A simple example may help here. M-x uses the minibuffer to read the name of a command, so completion works by matching the minibuffer text against the names of existing Emacs commands. Suppose you wish to run the command auto-fill-mode. You can do that by typing M-x auto-fill-mode RET, but it is easier to use completion.

If you type M-x a u TAB, the TAB looks for completion alternatives (in this case, command names) that start with ‘au’. There are several, including auto-fill-mode and autoconf-mode, but they all begin with auto, so the ‘au’ in the minibuffer completes to ‘auto’. (More commands may be defined in your Emacs session. For example, if a command called authorize-me was defined, Emacs could only complete as far as ‘aut’.)

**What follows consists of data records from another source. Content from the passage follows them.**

//! Support library for the spanwise CLI binary.
//!
//! Exposes the command pipeline and logging set-up so integration tests can
//! drive commands without spawning a subprocess.

pub mod cli;
pub mod logging;
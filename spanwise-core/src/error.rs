//! Error types for the spanwise core library.
//!
//! Each concern gets its own enum plus a companion code enum whose string
//! form is stable, so callers can log or match failures without parsing
//! messages.

use std::{fmt, io, path::PathBuf};

use thiserror::Error;

macro_rules! define_error_codes {
    (
        $(#[$enum_meta:meta])*
        enum $CodeTy:ident for $ErrTy:ident {
            $(
                $(#[$variant_meta:meta])*
                $CodeVariant:ident => $ErrVariant:ident $( ( $($tuple:tt)* ) )? $( { $($pattern:tt)* } )? => $code:expr
            ),+ $(,)?
        }
    ) => {
        $(#[$enum_meta])*
        #[derive(Clone, Copy, Debug, Eq, Hash, PartialEq)]
        #[non_exhaustive]
        pub enum $CodeTy {
            $(
                $(#[$variant_meta])*
                $CodeVariant,
            )+
        }

        impl $CodeTy {
            /// Return the stable machine-readable representation of this error code.
            #[must_use]
            pub const fn as_str(self) -> &'static str {
                match self {
                    $(Self::$CodeVariant => $code,)+
                }
            }
        }

        impl fmt::Display for $CodeTy {
            fn fmt(&self, f: &mut fmt::Formatter<'_>) -> fmt::Result {
                f.write_str(self.as_str())
            }
        }

        impl $ErrTy {
            #[doc = concat!(
                "Retrieve the stable [`",
                stringify!($CodeTy),
                "`] for this error."
            )]
            #[must_use]
            pub const fn code(&self) -> $CodeTy {
                match self {
                    $(Self::$ErrVariant $( ( $($tuple)* ) )? $( { $($pattern)* } )? => $CodeTy::$CodeVariant,)+
                }
            }
        }
    };
}

/// Errors raised when configuring or mutating a [`crate::Graph`].
///
/// Every variant is detected before the store is touched, so a failed call
/// leaves the graph unchanged.
#[non_exhaustive]
#[derive(Clone, Debug, Error, PartialEq)]
pub enum GraphError {
    /// Graphs must contain at least one vertex.
    #[error("vertex count must be at least 1 (got {got})")]
    InvalidVertexCount {
        /// The rejected vertex count.
        got: usize,
    },
    /// The storage for this many vertices cannot be allocated.
    #[error("cannot allocate storage for {got} vertices")]
    TooManyVertices {
        /// The rejected vertex count.
        got: usize,
    },
    /// Requested density was outside `[0.0, 1.0]` or not a finite number.
    #[error("density must lie within [0.0, 1.0] (got {got})")]
    InvalidDensity {
        /// The rejected density.
        got: f64,
    },
    /// An edge endpoint did not name a vertex of the graph.
    #[error("vertex {vertex} is out of range for a graph with {vertex_count} vertices")]
    VertexOutOfRange {
        /// The offending endpoint.
        vertex: usize,
        /// Number of vertices in the graph.
        vertex_count: usize,
    },
    /// Both endpoints named the same vertex.
    #[error("self-loop on vertex {vertex} is not allowed")]
    SelfLoop {
        /// The repeated endpoint.
        vertex: usize,
    },
    /// Weight zero is reserved as the matrix's "no edge" marker.
    #[error("edge ({source_vertex}, {target_vertex}) has weight 0")]
    ZeroWeight {
        /// First endpoint as supplied.
        source_vertex: usize,
        /// Second endpoint as supplied.
        target_vertex: usize,
    },
}

define_error_codes! {
    /// Stable codes describing [`GraphError`] variants.
    enum GraphErrorCode for GraphError {
        /// Graphs must contain at least one vertex.
        InvalidVertexCount => InvalidVertexCount { .. } => "GRAPH_INVALID_VERTEX_COUNT",
        /// The storage for this many vertices cannot be allocated.
        TooManyVertices => TooManyVertices { .. } => "GRAPH_TOO_MANY_VERTICES",
        /// Requested density was outside `[0.0, 1.0]`.
        InvalidDensity => InvalidDensity { .. } => "GRAPH_INVALID_DENSITY",
        /// An edge endpoint did not name a vertex of the graph.
        VertexOutOfRange => VertexOutOfRange { .. } => "GRAPH_VERTEX_OUT_OF_RANGE",
        /// Both endpoints named the same vertex.
        SelfLoop => SelfLoop { .. } => "GRAPH_SELF_LOOP",
        /// Weight zero is reserved for "no edge".
        ZeroWeight => ZeroWeight { .. } => "GRAPH_ZERO_WEIGHT",
    }
}

/// Errors raised while reading an edge-list file.
///
/// Loading is transactional: when any of these is returned the target graph
/// still holds exactly the edges it held before the call.
#[non_exhaustive]
#[derive(Debug, Error)]
pub enum LoadError {
    /// The file could not be opened or read.
    #[error("failed to read `{path}`: {source}")]
    Io {
        /// Path that triggered the failure.
        path: PathBuf,
        /// Underlying operating system error.
        #[source]
        source: io::Error,
    },
    /// An in-memory or streamed reader failed.
    #[error("failed to read edge list: {source}")]
    Read {
        /// Underlying I/O error.
        #[source]
        source: io::Error,
    },
    /// The input ended before an expected token.
    #[error("unexpected end of input while reading {expected}")]
    MissingToken {
        /// Description of the token that was expected.
        expected: &'static str,
    },
    /// A token could not be parsed as a non-negative integer.
    #[error("invalid {expected} `{token}`")]
    InvalidToken {
        /// Description of the token that was expected.
        expected: &'static str,
        /// Raw text that failed to parse.
        token: String,
    },
    /// The header's vertex count did not match the target graph.
    #[error("file declares {found} vertices but the graph has {expected}")]
    VertexCountMismatch {
        /// Vertex count of the target graph.
        expected: usize,
        /// Vertex count declared by the file header.
        found: usize,
    },
    /// A triple was rejected by the graph's edge preconditions.
    #[error("edge #{index} is invalid: {source}")]
    InvalidEdge {
        /// Zero-based position of the triple in the file.
        index: usize,
        /// Precondition that the triple violated.
        #[source]
        source: GraphError,
    },
    /// The header described a graph that cannot be constructed.
    #[error(transparent)]
    Graph(#[from] GraphError),
}

define_error_codes! {
    /// Stable codes describing [`LoadError`] variants.
    enum LoadErrorCode for LoadError {
        /// The file could not be opened or read.
        Io => Io { .. } => "LOAD_IO",
        /// A reader failed.
        Read => Read { .. } => "LOAD_READ",
        /// The input ended before an expected token.
        MissingToken => MissingToken { .. } => "LOAD_MISSING_TOKEN",
        /// A token could not be parsed.
        InvalidToken => InvalidToken { .. } => "LOAD_INVALID_TOKEN",
        /// The header's vertex count did not match the target graph.
        VertexCountMismatch => VertexCountMismatch { .. } => "LOAD_VERTEX_COUNT_MISMATCH",
        /// A triple was rejected by the graph's edge preconditions.
        InvalidEdge => InvalidEdge { .. } => "LOAD_INVALID_EDGE",
        /// The header described a graph that cannot be constructed.
        Graph => Graph(..) => "LOAD_GRAPH",
    }
}

/// Errors raised by the benchmark harness.
#[non_exhaustive]
#[derive(Clone, Debug, Error, PartialEq)]
pub enum BenchmarkError {
    /// At least one repetition is required.
    #[error("repetitions must be at least 1")]
    ZeroRepetitions,
    /// Graph construction or generation rejected the configuration.
    #[error(transparent)]
    Graph(#[from] GraphError),
    /// The four engines disagreed on the total weight of the same graph.
    #[error(
        "engines disagree on MST weight in repetition {repetition}: \
         {reference_algorithm}={reference_weight}, {algorithm}={weight}"
    )]
    WeightDisagreement {
        /// Zero-based repetition in which the mismatch occurred.
        repetition: usize,
        /// Engine whose weight served as the reference.
        reference_algorithm: &'static str,
        /// Weight reported by the reference engine.
        reference_weight: u64,
        /// Engine that disagreed.
        algorithm: &'static str,
        /// Weight reported by the disagreeing engine.
        weight: u64,
    },
}

define_error_codes! {
    /// Stable codes describing [`BenchmarkError`] variants.
    enum BenchmarkErrorCode for BenchmarkError {
        /// At least one repetition is required.
        ZeroRepetitions => ZeroRepetitions => "BENCH_ZERO_REPETITIONS",
        /// Graph construction or generation rejected the configuration.
        Graph => Graph(..) => "BENCH_GRAPH",
        /// The engines disagreed on the MST weight.
        WeightDisagreement => WeightDisagreement { .. } => "BENCH_WEIGHT_DISAGREEMENT",
    }
}

impl LoadError {
    /// Retrieve the inner [`GraphErrorCode`] when the failure came from a
    /// graph precondition.
    #[must_use]
    pub const fn graph_code(&self) -> Option<GraphErrorCode> {
        match self {
            Self::InvalidEdge { source, .. } | Self::Graph(source) => Some(source.code()),
            _ => None,
        }
    }
}

/// Convenient alias for results returned by graph mutations.
pub type Result<T> = core::result::Result<T, GraphError>;
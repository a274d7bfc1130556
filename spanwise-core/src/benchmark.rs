//! Timing harness comparing the four MST engines on generated graphs.
//!
//! Each repetition regenerates the graph at the configured density and then
//! times every engine once with a monotonic clock. The report carries the
//! mean duration per engine.

use std::{
    fmt,
    time::{Duration, Instant},
};

use rand::{SeedableRng, rngs::SmallRng};
use tracing::{debug, info, instrument};

use crate::{
    Graph, MstAlgorithm,
    error::{BenchmarkError, GraphError},
    generator::validate_density,
};

/// Vertex counts exercised by [`standard_suite`].
pub const STANDARD_VERTEX_COUNTS: [usize; 7] = [10, 20, 50, 100, 200, 500, 1000];
/// Densities exercised by [`standard_suite`].
pub const STANDARD_DENSITIES: [f64; 3] = [0.2, 0.6, 0.99];
/// Repetitions per configuration in [`standard_suite`].
pub const STANDARD_REPETITIONS: usize = 50;

/// Configures and validates a [`Benchmark`].
///
/// # Examples
/// ```
/// use spanwise_core::BenchmarkBuilder;
///
/// let benchmark = BenchmarkBuilder::new()
///     .with_vertex_count(12)
///     .with_density(0.5)
///     .with_repetitions(3)
///     .with_seed(7)
///     .build()?;
/// let report = benchmark.run()?;
/// assert_eq!(report.repetitions(), 3);
/// # Ok::<(), spanwise_core::BenchmarkError>(())
/// ```
#[derive(Clone, Debug)]
pub struct BenchmarkBuilder {
    vertex_count: usize,
    density: f64,
    repetitions: usize,
    seed: u64,
}

impl Default for BenchmarkBuilder {
    fn default() -> Self {
        Self {
            vertex_count: 100,
            density: 0.5,
            repetitions: STANDARD_REPETITIONS,
            seed: 0,
        }
    }
}

impl BenchmarkBuilder {
    /// Creates a builder for 100 vertices at density 0.5 with
    /// [`STANDARD_REPETITIONS`] repetitions and seed 0.
    #[must_use]
    pub fn new() -> Self {
        Self::default()
    }

    /// Overrides the vertex count.
    #[must_use]
    pub const fn with_vertex_count(mut self, vertex_count: usize) -> Self {
        self.vertex_count = vertex_count;
        self
    }

    /// Overrides the target density.
    #[must_use]
    pub const fn with_density(mut self, density: f64) -> Self {
        self.density = density;
        self
    }

    /// Overrides the number of repetitions.
    #[must_use]
    pub const fn with_repetitions(mut self, repetitions: usize) -> Self {
        self.repetitions = repetitions;
        self
    }

    /// Overrides the generator seed.
    #[must_use]
    pub const fn with_seed(mut self, seed: u64) -> Self {
        self.seed = seed;
        self
    }

    /// Validates the configuration.
    ///
    /// # Errors
    /// Returns [`BenchmarkError::Graph`] wrapping
    /// [`GraphError::InvalidVertexCount`] or [`GraphError::InvalidDensity`],
    /// or [`BenchmarkError::ZeroRepetitions`].
    pub fn build(self) -> Result<Benchmark, BenchmarkError> {
        if self.vertex_count == 0 {
            return Err(GraphError::InvalidVertexCount {
                got: self.vertex_count,
            }
            .into());
        }
        validate_density(self.density)?;
        if self.repetitions == 0 {
            return Err(BenchmarkError::ZeroRepetitions);
        }
        Ok(Benchmark {
            vertex_count: self.vertex_count,
            density: self.density,
            repetitions: self.repetitions,
            seed: self.seed,
        })
    }
}

/// A validated benchmark configuration.
#[derive(Clone, Debug, PartialEq)]
pub struct Benchmark {
    vertex_count: usize,
    density: f64,
    repetitions: usize,
    seed: u64,
}

impl Benchmark {
    /// Returns the vertex count of every generated graph.
    #[must_use]
    #[rustfmt::skip]
    pub const fn vertex_count(&self) -> usize { self.vertex_count }

    /// Returns the target density of every generated graph.
    #[must_use]
    #[rustfmt::skip]
    pub const fn density(&self) -> f64 { self.density }

    /// Returns the number of repetitions.
    #[must_use]
    #[rustfmt::skip]
    pub const fn repetitions(&self) -> usize { self.repetitions }

    /// Returns the generator seed.
    #[must_use]
    #[rustfmt::skip]
    pub const fn seed(&self) -> u64 { self.seed }

    /// Runs every repetition and averages the per-engine timings.
    ///
    /// # Errors
    /// Returns [`BenchmarkError::WeightDisagreement`] when the engines report
    /// different total weights for the same graph, or
    /// [`BenchmarkError::Graph`] when generation fails.
    #[instrument(
        name = "bench.run",
        skip(self),
        fields(
            vertex_count = self.vertex_count,
            density = self.density,
            repetitions = self.repetitions,
            seed = self.seed,
        ),
    )]
    pub fn run(&self) -> Result<BenchmarkReport, BenchmarkError> {
        let mut graph = Graph::new(self.vertex_count)?;
        let mut rng = SmallRng::seed_from_u64(self.seed);
        let mut totals = [Duration::ZERO; MstAlgorithm::ALL.len()];

        for repetition in 0..self.repetitions {
            graph.generate_random(self.density, &mut rng)?;
            let mut reference: Option<(MstAlgorithm, u64)> = None;
            for (total, algorithm) in totals.iter_mut().zip(MstAlgorithm::ALL) {
                let started = Instant::now();
                let tree = algorithm.run(&graph);
                let elapsed = started.elapsed();
                record_duration(algorithm, elapsed);
                *total += elapsed;

                let weight = tree.total_weight();
                match reference {
                    None => reference = Some((algorithm, weight)),
                    Some((reference_algorithm, reference_weight)) if reference_weight != weight => {
                        return Err(BenchmarkError::WeightDisagreement {
                            repetition,
                            reference_algorithm: reference_algorithm.as_str(),
                            reference_weight,
                            algorithm: algorithm.as_str(),
                            weight,
                        });
                    }
                    Some(_) => {}
                }
            }
            debug!(repetition, edge_count = graph.edge_count(), "repetition timed");
        }

        let report = BenchmarkReport {
            vertex_count: self.vertex_count,
            density: self.density,
            repetitions: self.repetitions,
            averages: totals.map(|total| average(total, self.repetitions)),
        };
        info!(
            prim_matrix = ?report.average(MstAlgorithm::PrimMatrix),
            prim_list = ?report.average(MstAlgorithm::PrimList),
            kruskal_matrix = ?report.average(MstAlgorithm::KruskalMatrix),
            kruskal_list = ?report.average(MstAlgorithm::KruskalList),
            "benchmark finished"
        );
        Ok(report)
    }
}

/// Mean timings produced by [`Benchmark::run`].
#[derive(Clone, Debug, PartialEq)]
pub struct BenchmarkReport {
    vertex_count: usize,
    density: f64,
    repetitions: usize,
    averages: [Duration; MstAlgorithm::ALL.len()],
}

impl BenchmarkReport {
    /// Returns the vertex count of the benchmarked graphs.
    #[must_use]
    #[rustfmt::skip]
    pub const fn vertex_count(&self) -> usize { self.vertex_count }

    /// Returns the requested density.
    #[must_use]
    #[rustfmt::skip]
    pub const fn density(&self) -> f64 { self.density }

    /// Returns how many repetitions were averaged.
    #[must_use]
    #[rustfmt::skip]
    pub const fn repetitions(&self) -> usize { self.repetitions }

    /// Returns the mean duration of `algorithm` per repetition.
    #[must_use]
    pub fn average(&self, algorithm: MstAlgorithm) -> Duration {
        MstAlgorithm::ALL
            .iter()
            .zip(self.averages)
            .find_map(|(&candidate, duration)| (candidate == algorithm).then_some(duration))
            .unwrap_or_default()
    }

    /// Iterates over `(algorithm, mean duration)` pairs in reporting order.
    pub fn averages(&self) -> impl Iterator<Item = (MstAlgorithm, Duration)> + '_ {
        MstAlgorithm::ALL.into_iter().zip(self.averages)
    }
}

impl fmt::Display for BenchmarkReport {
    fn fmt(&self, f: &mut fmt::Formatter<'_>) -> fmt::Result {
        writeln!(
            f,
            "vertices: {}, density: {:.0}%, repetitions: {}",
            self.vertex_count,
            self.density * 100.0,
            self.repetitions
        )?;
        for (algorithm, duration) in self.averages() {
            writeln!(f, "  {:<16}{:>12} us", algorithm.as_str(), duration.as_micros())?;
        }
        Ok(())
    }
}

/// Builds the full grid of [`STANDARD_VERTEX_COUNTS`] by
/// [`STANDARD_DENSITIES`], each with [`STANDARD_REPETITIONS`] repetitions.
///
/// Configuration `i` in the returned order is seeded with `seed + i`.
#[must_use]
pub fn standard_suite(seed: u64) -> Vec<Benchmark> {
    STANDARD_VERTEX_COUNTS
        .iter()
        .flat_map(|&vertex_count| {
            STANDARD_DENSITIES
                .iter()
                .map(move |&density| (vertex_count, density))
        })
        .zip(0_u64..)
        .map(|((vertex_count, density), offset)| Benchmark {
            vertex_count,
            density,
            repetitions: STANDARD_REPETITIONS,
            seed: seed.wrapping_add(offset),
        })
        .collect()
}

fn average(total: Duration, repetitions: usize) -> Duration {
    let divisor = u128::try_from(repetitions).unwrap_or(u128::MAX).max(1);
    let nanos = total.as_nanos() / divisor;
    Duration::from_nanos(u64::try_from(nanos).unwrap_or(u64::MAX))
}

#[cfg(feature = "metrics")]
fn record_duration(algorithm: MstAlgorithm, elapsed: Duration) {
    metrics::histogram!("spanwise_mst_duration_seconds", "algorithm" => algorithm.as_str())
        .record(elapsed.as_secs_f64());
}

#[cfg(not(feature = "metrics"))]
fn record_duration(_algorithm: MstAlgorithm, _elapsed: Duration) {}
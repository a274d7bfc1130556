//! Shared test utilities for `spanwise-core`.

use proptest::test_runner::Config as ProptestConfig;
use spanwise_test_support::property::case_count;

use crate::Graph;

/// Builds the proptest configuration shared by every property suite,
/// honouring the `SPANWISE_PBT_CASES` override.
pub(crate) fn suite_proptest_config(default_cases: u32) -> ProptestConfig {
    ProptestConfig {
        cases: case_count(default_cases),
        ..ProptestConfig::default()
    }
}

/// Builds a graph from `(source, target, weight)` triples, panicking on any
/// invalid triple.
pub(crate) fn graph_from_edges(vertex_count: usize, edges: &[(usize, usize, u32)]) -> Graph {
    let mut graph = Graph::new(vertex_count).expect("vertex count must be positive");
    for &(source, target, weight) in edges {
        graph
            .add_edge(source, target, weight)
            .expect("test edge must be valid");
    }
    graph
}
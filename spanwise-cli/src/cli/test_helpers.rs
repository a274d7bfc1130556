//! Small helpers shared across CLI tests.

use std::fs::File;
use std::io::{self, Write};
use std::path::PathBuf;

use tempfile::TempDir;

use super::{Cli, CliError, ExecutionSummary, render_summary, run_cli};

pub(super) const SQUARE: &str = "4 4\n0 1 5\n1 2 3\n2 3 1\n0 3 10\n";

pub(super) fn temp_dir() -> TempDir {
    match TempDir::new() {
        Ok(dir) => dir,
        Err(err) => panic!("failed to create temp dir: {err}"),
    }
}

pub(super) fn create_text_file(dir: &TempDir, name: &str, contents: &str) -> io::Result<PathBuf> {
    let path = dir.path().join(name);
    let mut file = File::create(&path)?;
    file.write_all(contents.as_bytes())?;
    Ok(path)
}

pub(super) fn run_cli_expecting_error(cli: Cli, panic_msg: &str) -> CliError {
    match run_cli(cli) {
        Ok(_) => panic!("{panic_msg}"),
        Err(err) => err,
    }
}

pub(super) fn render_to_string(summary: &ExecutionSummary) -> String {
    let mut buffer = Vec::new();
    if let Err(err) = render_summary(summary, &mut buffer) {
        panic!("rendering into memory must succeed: {err}");
    }
    match String::from_utf8(buffer) {
        Ok(text) => text,
        Err(err) => panic!("rendered output must be UTF-8: {err}"),
    }
}
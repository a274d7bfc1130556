//! Logging initialisation for the spanwise CLI.
//!
//! Installs a global `tracing` subscriber writing to stderr, optionally as
//! JSON, and bridges the `log` facade into it.

use std::{env, sync::OnceLock};

use thiserror::Error;
use tracing_log::LogTracer;
use tracing_subscriber::{
    EnvFilter, Layer, fmt::format::FmtSpan, layer::SubscriberExt, util::SubscriberInitExt,
};

/// Environment variable selecting the log format.
pub const LOG_FORMAT_ENV: &str = "SPANWISE_LOG_FORMAT";
const DEFAULT_DIRECTIVE: &str = "info";

static INITIALISED: OnceLock<()> = OnceLock::new();

/// Output format of the diagnostic stream.
#[derive(Clone, Copy, Debug, Default, Eq, PartialEq)]
pub enum LogFormat {
    /// Compact human-readable lines.
    #[default]
    Human,
    /// One JSON object per event, including the active span list.
    Json,
}

impl LogFormat {
    fn parse(raw: &str) -> Result<Self, LoggingError> {
        match raw.trim().to_ascii_lowercase().as_str() {
            "human" => Ok(Self::Human),
            "json" => Ok(Self::Json),
            other => Err(LoggingError::UnsupportedFormat {
                provided: other.to_owned(),
            }),
        }
    }

    fn from_env() -> Result<Self, LoggingError> {
        match env::var(LOG_FORMAT_ENV) {
            Ok(raw) => Self::parse(&raw),
            Err(env::VarError::NotPresent) => Ok(Self::default()),
            Err(source @ env::VarError::NotUnicode(_)) => Err(LoggingError::InvalidUnicode {
                name: LOG_FORMAT_ENV,
                source,
            }),
        }
    }
}

/// Errors raised while initialising structured logging.
#[derive(Debug, Error)]
pub enum LoggingError {
    /// An environment variable held invalid UTF-8.
    #[error("environment variable `{name}` contained invalid UTF-8: {source}")]
    InvalidUnicode {
        /// Name of the offending variable.
        name: &'static str,
        /// Underlying lookup failure.
        #[source]
        source: env::VarError,
    },
    /// `SPANWISE_LOG_FORMAT` named an unknown format.
    #[error("unsupported log format `{provided}`; expected `human` or `json`")]
    UnsupportedFormat {
        /// Normalised value supplied by the user.
        provided: String,
    },
}

/// Installs global structured logging unless it is already configured.
///
/// `RUST_LOG` controls filtering (default `info`) and `SPANWISE_LOG_FORMAT`
/// selects `human` or `json` output. Diagnostics go to stderr so command
/// output on stdout stays machine-readable. When another subscriber already
/// owns the global slot it is left in place.
///
/// # Errors
/// Returns [`LoggingError`] when `SPANWISE_LOG_FORMAT` is invalid.
pub fn init_logging() -> Result<(), LoggingError> {
    if INITIALISED.get().is_some() {
        return Ok(());
    }
    let format = LogFormat::from_env()?;

    let filter = EnvFilter::try_from_default_env().unwrap_or_else(|_| EnvFilter::new(DEFAULT_DIRECTIVE));
    let fmt_layer = tracing_subscriber::fmt::layer()
        .with_span_events(FmtSpan::CLOSE)
        .with_writer(std::io::stderr);
    let fmt_layer = match format {
        LogFormat::Human => fmt_layer.compact().boxed(),
        LogFormat::Json => fmt_layer
            .json()
            .with_current_span(true)
            .with_span_list(true)
            .boxed(),
    };

    // Both installs fail only when a logger is already present.
    let _ = LogTracer::init();
    let installed = tracing_subscriber::registry()
        .with(filter)
        .with(fmt_layer)
        .try_init()
        .is_ok();
    if !installed {
        tracing::debug!("global subscriber already installed; keeping it");
    }

    let _ = INITIALISED.set(());
    Ok(())
}

#[cfg(test)]
mod tests {
    use rstest::rstest;

    use super::*;

    #[rstest]
    #[case("human", LogFormat::Human)]
    #[case("HUMAN", LogFormat::Human)]
    #[case(" json ", LogFormat::Json)]
    fn parses_supported_formats(#[case] raw: &str, #[case] expected: LogFormat) {
        assert_eq!(LogFormat::parse(raw).expect("format must parse"), expected);
    }

    #[test]
    fn rejects_unknown_format() {
        let err = LogFormat::parse("Logfmt").expect_err("logfmt is not supported");
        let LoggingError::UnsupportedFormat { provided } = err else {
            panic!("unexpected error: {err:?}");
        };
        assert_eq!(provided, "logfmt");
    }

    #[test]
    fn init_logging_is_idempotent() {
        init_logging().expect("logging must initialise");
        init_logging().expect("subsequent calls must be no-ops");
    }
}
//! Reference spanning forest for MST property verification.
//!
//! Deliberately shares no code with the engines under test: components are
//! tracked with a flat label array that is relabelled on every merge.

/// Spanning forest computed by [`reference_forest`].
#[derive(Clone, Debug)]
pub(super) struct ReferenceForest {
    /// Sum of the accepted weights across all components.
    pub total_weight: u64,
    /// Number of accepted edges.
    pub edge_count: usize,
    /// Number of connected components.
    pub component_count: usize,
    /// Component label of every vertex.
    pub labels: Vec<usize>,
    /// Accepted weight inside the component holding vertex 0.
    pub root_weight: u64,
}

impl ReferenceForest {
    /// Number of vertices sharing vertex 0's component.
    pub(super) fn root_size(&self) -> usize {
        let root = self.labels[0];
        self.labels.iter().filter(|&&label| label == root).count()
    }
}

/// Computes a minimum spanning forest of the given distinct-pair edge set.
pub(super) fn reference_forest(
    vertex_count: usize,
    edges: &[(usize, usize, u32)],
) -> ReferenceForest {
    let mut sorted = edges.to_vec();
    sorted.sort_by_key(|&(source, target, weight)| (weight, source, target));

    let mut labels: Vec<usize> = (0..vertex_count).collect();
    let mut accepted = Vec::new();
    for (source, target, weight) in sorted {
        let (keep, replace) = (labels[source], labels[target]);
        if keep == replace {
            continue;
        }
        for label in &mut labels {
            if *label == replace {
                *label = keep;
            }
        }
        accepted.push((source, weight));
    }

    let root = labels[0];
    let root_weight = accepted
        .iter()
        .filter(|&&(source, _)| labels[source] == root)
        .map(|&(_, weight)| u64::from(weight))
        .sum();
    let mut distinct = labels.clone();
    distinct.sort_unstable();
    distinct.dedup();

    ReferenceForest {
        total_weight: accepted.iter().map(|&(_, weight)| u64::from(weight)).sum(),
        edge_count: accepted.len(),
        component_count: distinct.len(),
        labels,
        root_weight,
    }
}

If you type TAB again immediately, it cannot determine the next character; it could be ‘-’, ‘a’, or ‘c’. So it does not add any characters; instead, TAB displays a list of all possible completions in another window.

Next, type -f. The minibuffer now contains ‘auto-f’, and the only command name that starts with this is auto-fill-mode. If you now type TAB, completion fills in the rest of the argument ‘auto-fill-mode’ into the minibuffer.

Hence, typing just a u TAB - f TAB allows you to enter ‘auto-fill-mode’.

TAB also works while point is not at the end of the minibuffer. In that case, it will fill in text both at point and at the end of the minibuffer. If you type M-x autocm, then press C-b to move point before the ‘m’, you can type TAB to insert the text ‘onf-’ at point and ‘ode’ at the end of the minibuffer, so that the minibuffer contains ‘autoconf-mode’.